Glutamate receptors exist in the central nervous system of the brain and can be seen in the dendrites of postsynaptic neuronal and glial cells, such as astrocytes and oligodendrocytes. They basically act as mediators of excitatory transmitters.
They are connected to the neurotransmitter and amino acid glutamate, they work or carry out their actions within other numerous neurotransmitter pathways. Glutamate receptors are important because of the mediation of its pathways, which compose several psychological functions, as well as cognitive functions like learning and memory.
As a result of the significant role they play, the improper functioning of glutamate receptors is linked to disease and injury. Studies have been conducted to ascertain the fact of how glutamate receptors and its gateways can be used to develop new therapeutic techniques.
How Does Glutamate Receptors Work?
In the mammalian central nervous system, there are more than 20 different types of glutamate receptors at work. They are referred to as being either ionotropic (voltage sensitive) or metabotropic (ligand sensitive). These two classifications work differently, ionotropic glutamate receptors respond quickly and directly generate significant current flows, but metabotropic are relatively slow in response but they activate gene expression and protein synthesis to place pressure on their impact.
What Activate Glutamate Receptors?
The agonist that activate glutamate receptors are N-METHYL-D-aspartate (NMDA), a-amino-3-hydroxy-5-methyl-4-isoxazole-propionate ( AMPA), and Kainic acid. When it was discovered that Ionotropic glutamate receptors involved a corkscrew movement of the glutamate binding portion domain of the receptor
The release of glutamate is triggered when glutamate transmits pain in your nervous system and to the brain. When there’s chronic, severe or persistent paing, it will lead to continuous release of glutamate.
Difference Between Ionotropic And Metabotropic Glutamate Receptors
The triggering of an influx of extracellular sodium and an efflux of potassium ions occurs when glutamate binds to an ionotropic receptor. The transmission of a signal is sparked during this process that evokes the depolarization of the postsynaptic membrane.
A common type of ionotropic glutamate receptors is N-methyl D-aspartate (NMDA). NMDA allows penetration of calcium ions, which have benefits and toxic effects as well. A unique and special thing about NMDA is its ability to detect coincidence that means under normal circumstances, magnesium blocks the channel through which calcium ions are permeable, so glutamate has to bind with receptors and the postsynaptic cells has to be depolarize for the channel to open.
Ionotropic receptors have two other types which are a-amino-3-hydroxy-5-methyl-4-isoxazole propionic acid (AMPA) and kainic acid receptors. These have closely related functions in terms of learning and memory through plasticity gene expression and enhancing glutamate neurotransmission but there are differences in how they operate.
These kinds of glutamate receptors, especially NMDA, are found excessively in the human brain. They enhance learning and memory, and also help the brain recover quickly whenever there’s an injury.
Ionotropic Glutamate Receptors
Metabotropic Glutamate Receptors that act slowly also help in learning and memory; but they seem implicated to some extent like motor regulation and fragile X syndrome.

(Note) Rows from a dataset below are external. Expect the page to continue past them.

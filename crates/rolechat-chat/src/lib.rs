//! Chat session management for rolechat
//!
//! This crate provides the chat session store: the list of conversations,
//! the active selection and the single in-flight completion request, plus
//! the two seams it talks through (session storage and the completion
//! endpoint).

pub mod endpoint;
pub mod error;
pub mod storage;
pub mod store;

// Re-export commonly used types
pub use endpoint::{chat_endpoint_url, CompletionEndpoint, DirectCompletionEndpoint, HttpCompletionEndpoint};
pub use error::{EndpointError, StoreError};
pub use storage::{decode_sessions, encode_sessions, FileStorage, MemoryStorage, SessionStorage};
pub use store::{ChatStore, IgnoredReason, SendOutcome, StoreState};
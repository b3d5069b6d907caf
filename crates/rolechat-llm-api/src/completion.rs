use anyhow::Result;

use crate::client::LlmClient;
use rolechat_models::ChatMessage;
use rolechat_types::ChatRole;

/// Answer a transcript as the given persona.
///
/// The persona's system prompt is placed ahead of the transcript; the
/// transcript itself is forwarded unchanged.
pub async fn complete_for_role(
    client: &dyn LlmClient,
    role: ChatRole,
    messages: &[ChatMessage],
) -> Result<String> {
    let mut request = Vec::with_capacity(messages.len() + 1);
    request.push(ChatMessage::system(role.system_prompt()));
    request.extend_from_slice(messages);

    log::debug!("Requesting {} completion with {} messages", role, messages.len());
    client.chat_completion(&request).await
}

These receptors work by making sure that gene expression and protein synthesis are intact and this can lead to increases in excitability of glutamate cells which triggers neurotransmission thereby creating impacts on synaptic plasticity that is the key to learning and memory. For this to be achieved, it requires glutamate binding with the Metabotropic receptor which causes an activation of a postsynaptic membrane bound G-protein triggering the opening of the membrane channel for signal transmission.
Metabotropic Glutamate Receptors
Glutamate receptors evolve within the central nervous system and the brain as excitatory chemical compounds. It has several types of receptors all through the central nervous system. It is essential to memory, cognition and mood regulation. This chemical compound is needed for the brain to function properly. It is the most abundant neurotransmitter in the brain and an active site of enzymes.